First of all, you want to get some context about the PLM. For that, check that presentation of Dec. 2014. It presents the project and gives a roadmap of future developments. http://webloria.loria.fr/~quinson/blog/2014/1204/PLM.pdf (in French, sorry)

The level 0 of contribution is to report any glitch (either technical or pedagogical, or even typos in the mission texts).

Then of course, you should have a look at the known bugs and issues. Any help to solve them is very welcome. https://github.com/oster/PLM/issues and https://github.com/oster/webPLM/issues. We have 2 bug trackers because the project is modular :)

Another idea is to help translating the material. How to do that is documented here: https://github.com/BuggleInc/PLM/wiki/Working-on-translations

Fourth idea, some extension ideas are given in the “help”/”About this lesson” menu of most existing lessons. You can find these files in the archive by searching files named “Main.html” in the differing subdirectories. They are even translated to other languages, if that helps.

Finally, some less baked ideas are listed directly in this file, below. Do not hesitate to ask if you have any question.

Lessons and universes

The important here is that I try to build lessons on important notions, not entertaining or particularly challenging things. That’s the main editorial difference with projects like Codingame.com or other programming challenges. They want to find the best programmers out there, I want to teach everybody the things that good programmers need to know.

That being said, I have no strong feelings about the parts of informatics that should be taught in the PLM. I seriously think about adding a lesson on HPC programming in C with MPI, for example, even if that’s very different from the existing content.

Improvements to the existing pedagogical content

  • There is some bug about exercises that should be slightly improved, such as. They are all visible from that list: Exercise

Additional exercises

There is naturally a huge body of things that we could add to the PLM. Take one book such as the Cormen or the Sedgewik and just pick some random ideas.

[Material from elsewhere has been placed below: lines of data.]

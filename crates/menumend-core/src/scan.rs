//! Shortcut enumeration across the Start Menu roots.

use crate::platform::{self, Location, RootLocation, StartMenuPaths};
use std::path::{Path, PathBuf};
use tracing::{debug, warn};
use walkdir::WalkDir;

/// Walks the shortcut roots and enumerates shortcut files.
pub struct Scanner {
    paths: StartMenuPaths,
}

impl Scanner {
    pub fn new(paths: StartMenuPaths) -> Self {
        Self { paths }
    }

    pub fn paths(&self) -> &StartMenuPaths {
        &self.paths
    }

    /// Find all shortcuts under the selected roots.
    ///
    /// The common root is dropped with a warning when the process lacks the
    /// privilege to access it; missing roots are skipped silently. Paths come
    /// back in the natural depth-first traversal order of the file system,
    /// which is not guaranteed stable across platforms.
    ///
    /// Never fails: when no root is accessible the result is empty.
    pub fn find_shortcuts(&self, location: Location, subfolder: Option<&str>) -> Vec<PathBuf> {
        let mut shortcuts = Vec::new();

        for (_, root) in self.candidate_roots(location) {
            let search_root = match subfolder {
                Some(sub) => root.join(sub),
                None => root,
            };
            shortcuts.extend(find_in_dir(&search_root));
        }

        debug!("Found {} shortcut(s)", shortcuts.len());
        shortcuts
    }

    /// The roots selected by `location` that this process may access.
    pub(crate) fn candidate_roots(&self, location: Location) -> Vec<(RootLocation, PathBuf)> {
        let mut roots = Vec::new();

        for &root in location.roots() {
            if root == RootLocation::Common && !self.paths.is_privileged() {
                warn!("Administrator privileges required to access All Users shortcuts");
                continue;
            }
            roots.push((root, self.paths.root(root).to_path_buf()));
        }

        roots
    }
}

/// Walk one directory tree for shortcut files, depth-first.
///
/// A missing directory yields nothing; unreadable entries are skipped.
pub(crate) fn find_in_dir(dir: &Path) -> Vec<PathBuf> {
    if !dir.exists() {
        return Vec::new();
    }

    WalkDir::new(dir)
        .min_depth(1)
        .into_iter()
        .filter_map(|e| e.ok())
        .filter(|e| e.file_type().is_file() && is_shortcut_file(e.path()))
        .map(|e| e.into_path())
        .collect()
}

/// Whether a path carries the platform shortcut extension.
pub(crate) fn is_shortcut_file(path: &Path) -> bool {
    path.extension()
        .map(|ext| {
            ext.to_string_lossy()
                .eq_ignore_ascii_case(platform::shortcut_extension())
        })
        .unwrap_or(false)
}

#[cfg(test)]
mod tests {
    use super::*;
    use std::fs;
    use tempfile::TempDir;

    fn shortcut_name(stem: &str) -> String {
        format!("{}.{}", stem, platform::shortcut_extension())
    }

    fn touch(path: &Path) {
        fs::create_dir_all(path.parent().unwrap()).unwrap();
        fs::write(path, "[Desktop Entry]\nExec=/bin/true\n").unwrap();
    }

    #[test]
    fn test_find_shortcuts_recurses_into_subfolders() {
        let temp_dir = TempDir::new().unwrap();
        let user = temp_dir.path().join("user");
        let common = temp_dir.path().join("common");

        touch(&user.join(shortcut_name("top")));
        touch(&user.join("Tools").join(shortcut_name("nested")));
        touch(&user.join("notes.txt"));

        let scanner = Scanner::new(StartMenuPaths::with_roots(&user, &common, false));
        let found = scanner.find_shortcuts(Location::User, None);

        assert_eq!(found.len(), 2);
        assert!(found.iter().all(|p| is_shortcut_file(p)));
    }

    #[test]
    fn test_find_shortcuts_with_subfolder() {
        let temp_dir = TempDir::new().unwrap();
        let user = temp_dir.path().join("user");
        let common = temp_dir.path().join("common");

        touch(&user.join(shortcut_name("outside")));
        touch(&user.join("Games").join(shortcut_name("inside")));

        let scanner = Scanner::new(StartMenuPaths::with_roots(&user, &common, false));
        let found = scanner.find_shortcuts(Location::User, Some("Games"));

        assert_eq!(found.len(), 1);
        assert!(found[0].ends_with(shortcut_name("inside")));
    }

    #[test]
    fn test_common_root_dropped_without_privilege() {
        let temp_dir = TempDir::new().unwrap();
        let user = temp_dir.path().join("user");
        let common = temp_dir.path().join("common");

        touch(&common.join(shortcut_name("system")));

        let unprivileged = Scanner::new(StartMenuPaths::with_roots(&user, &common, false));
        assert!(unprivileged.find_shortcuts(Location::Both, None).is_empty());

        let privileged = Scanner::new(StartMenuPaths::with_roots(&user, &common, true));
        assert_eq!(privileged.find_shortcuts(Location::Both, None).len(), 1);
    }

    #[test]
    fn test_missing_roots_are_skipped() {
        let temp_dir = TempDir::new().unwrap();
        let scanner = Scanner::new(StartMenuPaths::with_roots(
            temp_dir.path().join("nope"),
            temp_dir.path().join("also-nope"),
            true,
        ));

        assert!(scanner.find_shortcuts(Location::Both, None).is_empty());
    }

    #[test]
    fn test_extension_match_is_case_insensitive() {
        let ext = platform::shortcut_extension().to_uppercase();
        let path = PathBuf::from(format!("App.{}", ext));
        assert!(is_shortcut_file(&path));
        assert!(!is_shortcut_file(Path::new("App.txt")));
    }
}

A particularly interesting lead would be to implement slightly different versions of the same exercise so that we can do some sort of https://en.wikipedia.org/wiki/A/B_testing. In particular, we’d like to evaluate this way whether students prefer large assignments with a large degree of freedom, or a longer list of very constrained challenges.

Pedagogical micro-worlds

Adding them could only require to reimplement an adapted universe (similar to BuggleWorld or TurtleWorld or SortingWorld), and import the existing exercises from the upstream authors.

At least, that’s the initial plan but in practice, I often change the exercises to integrate them in the gameplay of having buggles and also because I love adapting the stuff that I integrate…

Programmer games

They may require a King of Hill mode, but that’s also doable.

Possible improvement to the graphical engine

Code editor improvements

  • Use the same shortcuts than eclipse (when possible)
  • Provide autocompletion on keywords and bindings
  • have the editor follow the execution point during stepped execution
  • During step-by-step execution, it’d be great to display the content of values. See #116
  • Locations displayed in the console should be links that move the editor.

World representation

  • represent graphically the textual diff between the expected world and the actual one. We would have red circles on cells that have an error (either wrong color or wrong message), red crosses on badly located buggles, etc.